§ **EXERCISE DIRECTIONS**
Restate the data below, keeping every line the same.

§ **RECORDS PROVIDED**
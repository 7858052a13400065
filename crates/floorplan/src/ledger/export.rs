use std::io;

use super::domain::Payment;
use crate::finance;

const HEADER: [&str; 8] = [
    "payment_id",
    "unit_id",
    "payment_type",
    "payment_date",
    "amount",
    "balance_after",
    "reference",
    "notes",
];

/// Write a unit's payment history as CSV, one row per ledger entry in recorded order.
pub fn write_payments_csv<W: io::Write>(writer: W, payments: &[Payment]) -> Result<(), csv::Error> {
    let mut csv = csv::Writer::from_writer(writer);
    csv.write_record(HEADER)?;
    for payment in payments {
        csv.write_record([
            payment.id.to_string(),
            payment.unit_id.to_string(),
            payment.payment_type.label().to_string(),
            payment.payment_date.format("%Y-%m-%d").to_string(),
            format!("{:.2}", finance::round_cents(payment.amount)),
            format!("{:.2}", finance::round_cents(payment.balance_after)),
            payment.reference.clone().unwrap_or_default(),
            payment.notes.clone().unwrap_or_default(),
        ])?;
    }
    csv.flush()?;
    Ok(())
}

§ **ANSWER TO THIS EXERCISE**
repository 7858052a13400065
filename crates/floorplan/src/ledger/export.rs
use std::io;

use super::domain::Payment;
use crate::finance;

const HEADER: [&str; 8] = [
    "payment_id",
    "unit_id",
    "payment_type",
    "payment_date",
    "amount",
    "balance_after",
    "reference",
    "notes",
];

/// Write a unit's payment history as CSV, one row per ledger entry in recorded order.
pub fn write_payments_csv<W: io::Write>(writer: W, payments: &[Payment]) -> Result<(), csv::Error> {
    let mut csv = csv::Writer::from_writer(writer);
    csv.write_record(HEADER)?;
    for payment in payments {
        csv.write_record([
            payment.id.to_string(),
            payment.unit_id.to_string(),
            payment.payment_type.label().to_string(),
            payment.payment_date.format("%Y-%m-%d").to_string(),
            format!("{:.2}", finance::round_cents(payment.amount)),
            format!("{:.2}", finance::round_cents(payment.balance_after)),
            payment.reference.clone().unwrap_or_default(),
            payment.notes.clone().unwrap_or_default(),
        ])?;
    }
    csv.flush()?;
    Ok(())
}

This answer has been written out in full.